Not A Box is our current Story Book Journey, at Children’s House Preschool. This book, written by Antoinette Portis, beautifully illustrates the “out of the box” thinking we seek to develop in our students. The little bunny in the book uses imagination to see the box as a race car, a burning building, a hot air balloon, a howdah on the back of an elephant, a crow’s-nest on a pirate ship, a rocket, etc.
Preschool children are in an important stage of development in which they begin to use symbolic thinking to represent the world around them. Symbolic thinking is what is used for pretend play, and although on the surface this may not seem important, this type of thinking allows for the use of letters to represent sounds and numbers to represent quantities. By encouraging children to use the abstract objects around them to symbolize objects in play, we increase their future skills in literacy and math, as well as other areas. Pretend play is also where children learn and practice important social skills of turn taking, negotiating, listening, leading, following, as well as respecting others thoughts, ideas and space.
The teaching staff at Children’s House puts great thought into planning our classroom to maximize the opportunities for children to stretch their thinking in this way and to connect back to our Story Book Journey.
Last week teachers used blocks and objects to represent people and places and together with the children, story lines were constructed. One tool we use to tap into, and ignite, the creativity of the children is to ask them open-ended questions. Their answers become part of the storyline, thus demonstrating how to symbolize their thoughts, as well as building confidence that everyone’s ideas can contribute.
To act out Not a Box, we used a small stuffed bunny and a small cardboard box. The children were able to call out the different objects the bunny was pretending the box was. The experience was deepened, by asking what noises and movements the bunny might make for each scene. Then we asked what other object the bunny could pretend with the box. This type of oral story telling not only uses symbolism, it also enforces sequencing, another important pre literacy skill.
In art the children used shapes and objects to represent faces and familiar objects. During the process children were encouraged to look at the shapes for what they could represent. Objects were looked at and children asked what could this be? Children used symbolic thinking to create their pictures: triangle as a hat, a bottle cap as an eye, etc.
Another art project involved giving the children a box shape to color, and the prompt, “It’s not a box, it’s a….” Many of the children quoted directly from the book, while other came up with their own ideas.

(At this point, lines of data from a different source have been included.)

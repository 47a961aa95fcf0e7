/// Audit log model
///
/// Security events written by the authorization layer. Rows are append-only:
/// they are inserted once and never updated. The only delete is retention
/// pruning of rows past the configured age.
///
/// # Schema
///
/// ```sql
/// CREATE TABLE audit_logs (
///     id UUID PRIMARY KEY DEFAULT gen_random_uuid(),
///     actor_id UUID,
///     event_type VARCHAR(64) NOT NULL,
///     severity VARCHAR(16) NOT NULL DEFAULT 'info',
///     details JSONB NOT NULL DEFAULT '{}',
///     created_at TIMESTAMPTZ NOT NULL DEFAULT NOW()
/// );
/// ```

use chrono::{DateTime, Utc};
use serde::{Deserialize, Serialize};
use serde_json::Value as JsonValue;
use sqlx::PgPool;
use uuid::Uuid;

/// Kinds of audit events
#[derive(Debug, Clone, Copy, PartialEq, Eq, Serialize, Deserialize)]
#[serde(rename_all = "snake_case")]
pub enum AuditEventType {
    /// Unauthenticated or unauthorized attempt
    AuthFailure,

    /// Successful privileged access
    ApiAccess,
}

impl AuditEventType {
    /// Stored string form
    pub fn as_str(&self) -> &'static str {
        match self {
            AuditEventType::AuthFailure => "auth_failure",
            AuditEventType::ApiAccess => "api_access",
        }
    }
}

/// Severity attached to an audit event
#[derive(Debug, Clone, Copy, PartialEq, Eq, PartialOrd, Ord, Serialize, Deserialize)]
#[serde(rename_all = "lowercase")]
pub enum AuditSeverity {
    Info,
    Warning,
    Error,
}

impl AuditSeverity {
    /// Stored string form
    pub fn as_str(&self) -> &'static str {
        match self {
            AuditSeverity::Info => "info",
            AuditSeverity::Warning => "warning",
            AuditSeverity::Error => "error",
        }
    }
}

/// A stored audit event
#[derive(Debug, Clone, Serialize, Deserialize, sqlx::FromRow)]
pub struct AuditEvent {
    /// Event ID
    pub id: Uuid,

    /// Acting user, `None` for failures before identity was established
    pub actor_id: Option<Uuid>,

    /// Event type (`auth_failure`, `api_access`)
    pub event_type: String,

    /// Severity (`info`, `warning`, `error`)
    pub severity: String,

    /// Free-form details (endpoint, account id, network metadata, reason)
    pub details: JsonValue,

    /// When the event was recorded
    pub created_at: DateTime<Utc>,
}

/// Input for recording an audit event
#[derive(Debug, Clone, Serialize)]
pub struct NewAuditEvent {
    pub actor_id: Option<Uuid>,
    pub event_type: AuditEventType,
    pub severity: AuditSeverity,
    pub details: JsonValue,
}

impl AuditEvent {
    /// Inserts an audit event
    ///
    /// # Errors
    ///
    /// Returns an error if the insert fails
    pub async fn insert(pool: &PgPool, event: NewAuditEvent) -> Result<Self, sqlx::Error> {
        let row = sqlx::query_as::<_, AuditEvent>(
            r#"
            INSERT INTO audit_logs (actor_id, event_type, severity, details)
            VALUES ($1, $2, $3, $4)
            RETURNING id, actor_id, event_type, severity, details, created_at
            "#,
        )
        .bind(event.actor_id)
        .bind(event.event_type.as_str())
        .bind(event.severity.as_str())
        .bind(event.details)
        .fetch_one(pool)
        .await?;

        Ok(row)
    }

    /// Deletes events recorded before `cutoff`
    ///
    /// Returns the number of rows removed.
    pub async fn prune_before(pool: &PgPool, cutoff: DateTime<Utc>) -> Result<u64, sqlx::Error> {
        let result = sqlx::query("DELETE FROM audit_logs WHERE created_at < $1")
            .bind(cutoff)
            .execute(pool)
            .await?;

        Ok(result.rows_affected())
    }
}
/// Scheduled maintenance endpoints
///
/// Called by the job scheduler with `Authorization: Bearer <CRON_SECRET_TOKEN>`.
/// No user is involved.
///
/// # Endpoints
///
/// - `POST /v1/cron/audit-retention` - Delete audit events past retention

use crate::{app::AppState, error::ApiResult};
use axum::{extract::State, Json};
use chrono::{DateTime, Duration, Utc};
use serde::Serialize;
use tracing::info;

/// Retention run result
#[derive(Debug, Serialize)]
pub struct PruneResponse {
    /// Events deleted
    pub pruned: u64,

    /// Events older than this were deleted
    pub cutoff: DateTime<Utc>,
}

/// Deletes audit events older than the configured retention
pub async fn prune_audit_logs(State(state): State<AppState>) -> ApiResult<Json<PruneResponse>> {
    let cutoff = Utc::now() - Duration::days(state.config.audit.retention_days);

    let pruned = state.audit.prune_before(cutoff).await?;

    info!(pruned, %cutoff, "Audit retention run complete");

    Ok(Json(PruneResponse { pruned, cutoff }))
}
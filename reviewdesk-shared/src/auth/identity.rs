/// Identity resolution
///
/// Exchanges raw credentials for a verified [`User`]. Verification itself is
/// delegated to an [`IdentityVerifier`] (the identity service); this module
/// owns the precedence between carriers and the reconstruction of the
/// identity record.
///
/// # Reconstruction
///
/// Verifiers return the identity service's user object as loose JSON. It is
/// never forwarded as-is: [`User::from_identity`] copies a fixed allow-list of
/// fields into a typed record and drops everything else. An object without a
/// usable `id` is corrupt, and resolution fails with 401 even though the
/// verifier reported success.

use async_trait::async_trait;
use chrono::{DateTime, Utc};
use serde::{Deserialize, Serialize};
use serde_json::{Map, Value as JsonValue};
use tracing::{debug, warn};
use uuid::Uuid;

use super::credentials::RawCredential;
use super::error::AuthFailure;

/// Error type for identity verification
#[derive(Debug, thiserror::Error)]
pub enum IdentityError {
    /// The credential was rejected (bad signature, expired, revoked, unknown)
    #[error("Invalid credential: {0}")]
    Invalid(String),

    /// The identity service could not be consulted
    #[error("Identity service unavailable: {0}")]
    Unavailable(String),
}

/// Verifies a raw credential with the identity service
#[async_trait]
pub trait IdentityVerifier: Send + Sync {
    /// Returns the identity service's user object for a valid credential
    async fn verify(&self, credential: &RawCredential) -> Result<JsonValue, IdentityError>;
}

/// A verified user
///
/// Built only through [`User::from_identity`]. A user id is never an account
/// id: one user may belong to zero, one or many accounts.
#[derive(Debug, Clone, PartialEq, Serialize, Deserialize)]
pub struct User {
    /// User ID assigned by the identity service
    pub id: Uuid,

    /// Email address, absent for phone or anonymous sign-ins
    pub email: Option<String>,

    /// When the email address was confirmed
    pub email_confirmed_at: Option<DateTime<Utc>>,

    /// Service-controlled metadata
    pub app_metadata: Map<String, JsonValue>,

    /// User-editable metadata
    pub user_metadata: Map<String, JsonValue>,
}

impl User {
    /// Rebuilds a user from an identity object, keeping only known fields
    ///
    /// Returns `None` when `id` is missing, empty or not a UUID.
    ///
    /// # Example
    ///
    /// ```
    /// use reviewdesk_shared::auth::identity::User;
    /// use serde_json::json;
    ///
    /// let user = User::from_identity(&json!({
    ///     "id": "3f1c2a9e-6d1b-4a57-9a43-0a8d2b7c5e11",
    ///     "email": "owner@bakery.example",
    ///     "role": "service_role"
    /// }))
    /// .unwrap();
    /// assert_eq!(user.email.as_deref(), Some("owner@bakery.example"));
    ///
    /// assert!(User::from_identity(&json!({ "email": "ghost@example.com" })).is_none());
    /// ```
    pub fn from_identity(identity: &JsonValue) -> Option<Self> {
        let id = identity
            .get("id")
            .and_then(JsonValue::as_str)
            .and_then(|s| Uuid::parse_str(s.trim()).ok())?;

        let email = identity
            .get("email")
            .and_then(JsonValue::as_str)
            .map(str::trim)
            .filter(|s| !s.is_empty())
            .map(str::to_string);

        let email_confirmed_at = identity
            .get("email_confirmed_at")
            .and_then(JsonValue::as_str)
            .and_then(|s| DateTime::parse_from_rfc3339(s).ok())
            .map(|dt| dt.with_timezone(&Utc));

        Some(Self {
            id,
            email,
            email_confirmed_at,
            app_metadata: object_field(identity, "app_metadata"),
            user_metadata: object_field(identity, "user_metadata"),
        })
    }

    /// Whether the email address has been confirmed
    pub fn is_confirmed(&self) -> bool {
        self.email_confirmed_at.is_some()
    }
}

fn object_field(identity: &JsonValue, key: &str) -> Map<String, JsonValue> {
    identity
        .get(key)
        .and_then(JsonValue::as_object)
        .cloned()
        .unwrap_or_default()
}

/// Resolves the caller's identity from the request's credentials
///
/// Credentials are tried in the order given (bearer, then session cookie).
/// A credential the verifier rejects as invalid falls through to the next
/// carrier. Any other outcome ends resolution:
///
/// - a verified identity with a usable id → `Ok(User)`
/// - a verified identity without one → 401
/// - an unreachable identity service → 500, not retried
///
/// # Errors
///
/// `Unauthenticated` when no credential verifies, `Internal` when the
/// identity service is unavailable.
pub async fn resolve_identity(
    verifier: &dyn IdentityVerifier,
    credentials: &[RawCredential],
) -> Result<User, AuthFailure> {
    if credentials.is_empty() {
        return Err(AuthFailure::Unauthenticated("missing credentials".to_string()));
    }

    for credential in credentials {
        match verifier.verify(credential).await {
            Ok(identity) => {
                let Some(user) = User::from_identity(&identity) else {
                    warn!(
                        source = credential.source.as_str(),
                        "Verified identity has no usable id, treating as corrupt"
                    );
                    return Err(AuthFailure::Unauthenticated("corrupt identity".to_string()));
                };

                debug!(user_id = %user.id, source = credential.source.as_str(), "Identity resolved");
                return Ok(user);
            }
            Err(IdentityError::Invalid(reason)) => {
                debug!(source = credential.source.as_str(), %reason, "Credential rejected");
            }
            Err(IdentityError::Unavailable(reason)) => {
                return Err(AuthFailure::Internal(format!(
                    "identity verification failed: {reason}"
                )));
            }
        }
    }

    Err(AuthFailure::Unauthenticated("invalid credentials".to_string()))
}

“It’s not a box, it’s my family!”

“It’s not a box, it’s a maze!”

It’s not a box, it’s a race car, it’s a boat, it’s a helicopter
While many things are planned, we leave ourselves open to where the children’s curiosity leads us. This week the classroom was greatly influenced by the construction work happening just outside our doors. The construction workers, big dump trucks, cement cutters, backhoes, and bobcat were so exciting and interesting.
They afforded the opportunity to study these people, vehicles and tools in action, and as fodder for dramatic play. Together we symbolically represented our experience with blocks and abstract objects as well as wooden trucks and little people.
Here is an example of how the children used a cardboard box, cardboard wooden corners, a wooden block, a chair and a steering wheel to create the bobcat they had just observed. Later further details were added: a cardboard tube for a concrete mixer chute, a wooden piece for a pedal, and foam for a brake.

Not a box, it’s a bobcat

bobcat turned cement mixer
The children worked together, ideas were shared and turns were taken. The process was directly tied to the experience of observing the workers, as one child said, giving up control of the newly-built bobcat, “Construction workers do different jobs.”